[Collected data]
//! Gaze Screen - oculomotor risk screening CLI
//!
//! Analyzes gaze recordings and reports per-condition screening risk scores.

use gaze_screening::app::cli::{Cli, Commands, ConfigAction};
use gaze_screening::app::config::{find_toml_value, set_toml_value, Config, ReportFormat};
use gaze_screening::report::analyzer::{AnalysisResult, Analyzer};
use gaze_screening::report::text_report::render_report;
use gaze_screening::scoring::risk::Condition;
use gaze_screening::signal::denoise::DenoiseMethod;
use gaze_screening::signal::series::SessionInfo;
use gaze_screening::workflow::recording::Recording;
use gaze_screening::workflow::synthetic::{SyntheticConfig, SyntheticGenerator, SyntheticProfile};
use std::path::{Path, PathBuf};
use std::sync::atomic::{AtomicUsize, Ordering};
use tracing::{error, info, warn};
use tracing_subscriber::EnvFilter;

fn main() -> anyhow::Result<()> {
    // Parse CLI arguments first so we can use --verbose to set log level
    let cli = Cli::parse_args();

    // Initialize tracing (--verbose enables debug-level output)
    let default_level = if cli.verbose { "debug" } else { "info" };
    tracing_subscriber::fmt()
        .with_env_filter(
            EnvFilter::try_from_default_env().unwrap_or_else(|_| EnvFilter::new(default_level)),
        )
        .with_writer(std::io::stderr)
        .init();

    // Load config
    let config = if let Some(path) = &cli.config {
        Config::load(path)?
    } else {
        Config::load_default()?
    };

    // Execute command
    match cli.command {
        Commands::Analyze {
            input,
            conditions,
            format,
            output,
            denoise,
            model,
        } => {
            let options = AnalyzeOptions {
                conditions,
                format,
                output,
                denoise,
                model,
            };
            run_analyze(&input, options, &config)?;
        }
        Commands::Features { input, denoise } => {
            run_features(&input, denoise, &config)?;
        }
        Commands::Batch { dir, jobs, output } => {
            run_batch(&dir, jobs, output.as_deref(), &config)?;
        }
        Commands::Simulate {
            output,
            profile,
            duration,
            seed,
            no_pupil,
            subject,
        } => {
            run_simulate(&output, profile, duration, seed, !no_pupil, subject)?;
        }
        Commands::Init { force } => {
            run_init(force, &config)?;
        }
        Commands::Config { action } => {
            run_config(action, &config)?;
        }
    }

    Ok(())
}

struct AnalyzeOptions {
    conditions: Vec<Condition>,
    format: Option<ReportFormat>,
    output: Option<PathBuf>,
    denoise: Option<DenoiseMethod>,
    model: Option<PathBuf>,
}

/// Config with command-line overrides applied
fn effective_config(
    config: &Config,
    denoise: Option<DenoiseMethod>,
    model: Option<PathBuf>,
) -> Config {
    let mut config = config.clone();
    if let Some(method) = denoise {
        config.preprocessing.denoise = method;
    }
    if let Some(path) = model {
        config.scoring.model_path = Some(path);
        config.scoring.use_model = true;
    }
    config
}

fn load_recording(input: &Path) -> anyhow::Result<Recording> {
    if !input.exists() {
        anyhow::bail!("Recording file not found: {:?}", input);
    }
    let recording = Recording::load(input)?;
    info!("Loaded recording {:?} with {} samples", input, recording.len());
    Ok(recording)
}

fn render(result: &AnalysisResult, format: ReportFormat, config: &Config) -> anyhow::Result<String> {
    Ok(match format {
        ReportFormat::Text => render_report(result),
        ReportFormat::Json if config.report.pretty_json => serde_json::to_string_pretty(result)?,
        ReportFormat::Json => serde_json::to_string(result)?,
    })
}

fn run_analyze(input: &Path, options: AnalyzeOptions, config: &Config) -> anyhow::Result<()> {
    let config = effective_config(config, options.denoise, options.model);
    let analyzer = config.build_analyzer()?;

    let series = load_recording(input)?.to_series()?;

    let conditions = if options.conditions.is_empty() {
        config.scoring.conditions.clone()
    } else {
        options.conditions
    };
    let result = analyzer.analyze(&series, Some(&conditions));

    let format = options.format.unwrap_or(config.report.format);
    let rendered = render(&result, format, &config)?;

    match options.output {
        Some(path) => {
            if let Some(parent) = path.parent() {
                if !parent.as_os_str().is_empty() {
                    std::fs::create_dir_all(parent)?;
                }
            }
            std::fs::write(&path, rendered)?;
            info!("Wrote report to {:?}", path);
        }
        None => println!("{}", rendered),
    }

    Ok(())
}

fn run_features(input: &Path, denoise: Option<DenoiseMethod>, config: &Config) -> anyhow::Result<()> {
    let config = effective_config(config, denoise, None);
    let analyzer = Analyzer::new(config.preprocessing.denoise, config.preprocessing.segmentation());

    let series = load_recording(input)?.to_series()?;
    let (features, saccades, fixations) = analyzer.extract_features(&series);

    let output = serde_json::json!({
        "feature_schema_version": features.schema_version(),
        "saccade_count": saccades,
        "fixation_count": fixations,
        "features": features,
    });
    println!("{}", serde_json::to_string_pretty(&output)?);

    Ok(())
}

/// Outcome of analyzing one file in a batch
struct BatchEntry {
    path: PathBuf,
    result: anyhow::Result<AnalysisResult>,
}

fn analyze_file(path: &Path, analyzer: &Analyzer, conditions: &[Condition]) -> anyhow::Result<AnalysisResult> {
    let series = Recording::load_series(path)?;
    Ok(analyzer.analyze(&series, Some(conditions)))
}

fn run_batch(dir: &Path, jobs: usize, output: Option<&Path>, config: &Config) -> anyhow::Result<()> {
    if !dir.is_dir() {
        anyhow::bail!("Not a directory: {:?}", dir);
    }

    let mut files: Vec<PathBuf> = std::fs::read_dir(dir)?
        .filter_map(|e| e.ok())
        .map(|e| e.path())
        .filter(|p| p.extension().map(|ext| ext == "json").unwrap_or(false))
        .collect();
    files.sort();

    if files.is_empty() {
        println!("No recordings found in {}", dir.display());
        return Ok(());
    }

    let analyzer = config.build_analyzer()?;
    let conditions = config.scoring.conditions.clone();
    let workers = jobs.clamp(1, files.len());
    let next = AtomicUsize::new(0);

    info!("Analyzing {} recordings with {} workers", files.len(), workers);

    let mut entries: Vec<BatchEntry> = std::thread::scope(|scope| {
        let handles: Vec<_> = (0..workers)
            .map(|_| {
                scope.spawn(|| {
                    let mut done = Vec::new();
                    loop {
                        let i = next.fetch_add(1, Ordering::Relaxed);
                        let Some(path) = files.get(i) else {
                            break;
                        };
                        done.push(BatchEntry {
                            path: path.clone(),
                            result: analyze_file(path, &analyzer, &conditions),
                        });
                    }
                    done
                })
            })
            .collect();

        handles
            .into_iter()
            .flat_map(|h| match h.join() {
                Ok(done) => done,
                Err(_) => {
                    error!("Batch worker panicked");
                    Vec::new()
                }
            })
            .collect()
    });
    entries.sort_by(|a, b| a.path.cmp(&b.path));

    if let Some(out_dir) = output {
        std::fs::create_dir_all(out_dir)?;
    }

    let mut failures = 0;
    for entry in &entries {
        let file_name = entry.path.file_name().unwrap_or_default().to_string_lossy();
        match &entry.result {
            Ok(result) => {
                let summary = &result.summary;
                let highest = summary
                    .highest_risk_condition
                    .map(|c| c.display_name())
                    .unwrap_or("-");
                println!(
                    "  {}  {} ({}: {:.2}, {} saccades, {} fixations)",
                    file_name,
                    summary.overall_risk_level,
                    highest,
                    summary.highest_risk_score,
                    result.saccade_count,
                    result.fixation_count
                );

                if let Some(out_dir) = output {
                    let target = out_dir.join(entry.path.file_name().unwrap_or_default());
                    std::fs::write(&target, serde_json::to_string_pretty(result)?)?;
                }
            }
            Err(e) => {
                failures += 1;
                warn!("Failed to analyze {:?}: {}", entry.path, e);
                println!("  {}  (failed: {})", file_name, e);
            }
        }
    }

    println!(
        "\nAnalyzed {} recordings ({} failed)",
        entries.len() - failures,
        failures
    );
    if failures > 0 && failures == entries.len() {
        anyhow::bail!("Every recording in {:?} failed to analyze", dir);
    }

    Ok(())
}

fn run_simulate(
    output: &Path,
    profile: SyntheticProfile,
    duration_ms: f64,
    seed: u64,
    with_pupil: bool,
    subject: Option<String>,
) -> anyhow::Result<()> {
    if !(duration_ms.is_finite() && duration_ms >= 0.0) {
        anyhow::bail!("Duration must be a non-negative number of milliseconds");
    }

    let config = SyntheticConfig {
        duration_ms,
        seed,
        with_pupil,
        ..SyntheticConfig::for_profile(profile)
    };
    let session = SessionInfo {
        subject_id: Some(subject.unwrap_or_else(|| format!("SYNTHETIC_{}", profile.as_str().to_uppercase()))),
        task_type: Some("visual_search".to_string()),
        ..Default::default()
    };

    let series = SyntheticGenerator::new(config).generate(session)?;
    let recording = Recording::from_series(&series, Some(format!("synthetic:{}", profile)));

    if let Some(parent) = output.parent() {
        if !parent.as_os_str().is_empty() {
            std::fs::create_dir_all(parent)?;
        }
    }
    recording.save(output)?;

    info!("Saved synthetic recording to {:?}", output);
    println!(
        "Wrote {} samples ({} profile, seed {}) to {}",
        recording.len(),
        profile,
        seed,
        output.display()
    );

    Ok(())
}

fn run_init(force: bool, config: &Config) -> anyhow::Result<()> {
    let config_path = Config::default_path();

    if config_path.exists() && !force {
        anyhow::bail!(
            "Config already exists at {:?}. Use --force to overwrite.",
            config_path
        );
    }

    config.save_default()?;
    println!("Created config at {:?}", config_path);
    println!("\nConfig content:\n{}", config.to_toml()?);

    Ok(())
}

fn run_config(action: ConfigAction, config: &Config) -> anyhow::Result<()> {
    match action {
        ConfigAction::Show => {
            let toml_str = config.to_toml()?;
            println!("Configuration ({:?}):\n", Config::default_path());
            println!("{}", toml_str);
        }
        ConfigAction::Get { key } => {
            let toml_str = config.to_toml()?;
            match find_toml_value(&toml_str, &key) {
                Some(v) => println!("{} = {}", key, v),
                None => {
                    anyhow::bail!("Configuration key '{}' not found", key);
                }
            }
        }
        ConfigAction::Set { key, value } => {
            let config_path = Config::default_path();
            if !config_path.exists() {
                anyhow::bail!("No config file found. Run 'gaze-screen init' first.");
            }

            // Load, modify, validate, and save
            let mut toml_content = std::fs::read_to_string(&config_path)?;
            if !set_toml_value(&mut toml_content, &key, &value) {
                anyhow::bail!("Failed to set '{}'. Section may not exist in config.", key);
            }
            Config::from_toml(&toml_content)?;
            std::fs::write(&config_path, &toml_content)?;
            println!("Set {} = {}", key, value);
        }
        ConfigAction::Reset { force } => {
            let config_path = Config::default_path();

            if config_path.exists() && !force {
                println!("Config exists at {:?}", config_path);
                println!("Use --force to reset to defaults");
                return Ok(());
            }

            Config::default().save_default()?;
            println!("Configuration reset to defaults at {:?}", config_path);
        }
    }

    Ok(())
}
==
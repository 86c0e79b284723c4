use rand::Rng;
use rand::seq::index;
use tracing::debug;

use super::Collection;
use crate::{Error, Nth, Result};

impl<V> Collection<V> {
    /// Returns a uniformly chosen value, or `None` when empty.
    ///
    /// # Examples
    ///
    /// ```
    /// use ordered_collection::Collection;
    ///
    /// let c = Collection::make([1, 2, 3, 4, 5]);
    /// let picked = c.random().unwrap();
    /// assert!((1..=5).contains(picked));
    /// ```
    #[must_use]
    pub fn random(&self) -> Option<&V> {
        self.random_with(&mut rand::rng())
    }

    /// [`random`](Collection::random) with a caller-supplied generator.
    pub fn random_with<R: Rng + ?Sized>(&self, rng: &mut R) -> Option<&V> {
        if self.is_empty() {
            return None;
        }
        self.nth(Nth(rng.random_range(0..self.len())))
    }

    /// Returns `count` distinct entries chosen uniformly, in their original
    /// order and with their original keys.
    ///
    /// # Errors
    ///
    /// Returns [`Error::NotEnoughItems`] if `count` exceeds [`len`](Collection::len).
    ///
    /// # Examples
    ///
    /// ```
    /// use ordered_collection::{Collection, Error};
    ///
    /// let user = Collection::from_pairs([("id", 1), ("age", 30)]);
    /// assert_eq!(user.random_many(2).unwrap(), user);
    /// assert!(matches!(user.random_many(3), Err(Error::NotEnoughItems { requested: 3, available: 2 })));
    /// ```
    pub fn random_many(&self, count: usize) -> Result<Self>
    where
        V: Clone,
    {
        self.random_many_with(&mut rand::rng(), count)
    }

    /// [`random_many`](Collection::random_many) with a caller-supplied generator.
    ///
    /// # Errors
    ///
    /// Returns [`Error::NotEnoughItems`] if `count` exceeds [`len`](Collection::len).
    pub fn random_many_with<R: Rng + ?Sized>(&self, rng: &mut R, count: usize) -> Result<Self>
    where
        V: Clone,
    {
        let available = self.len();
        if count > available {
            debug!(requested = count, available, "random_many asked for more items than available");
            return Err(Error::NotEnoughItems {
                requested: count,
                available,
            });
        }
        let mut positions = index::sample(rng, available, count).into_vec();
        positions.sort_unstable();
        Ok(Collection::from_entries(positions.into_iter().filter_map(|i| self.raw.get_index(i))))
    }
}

■ How to complete this task
Check every line above for the word "caller" and copy those that have it.

■ Reply to the task
    /// [`random`](Collection::random) with a caller-supplied generator.
    /// [`random_many`](Collection::random_many) with a caller-supplied generator.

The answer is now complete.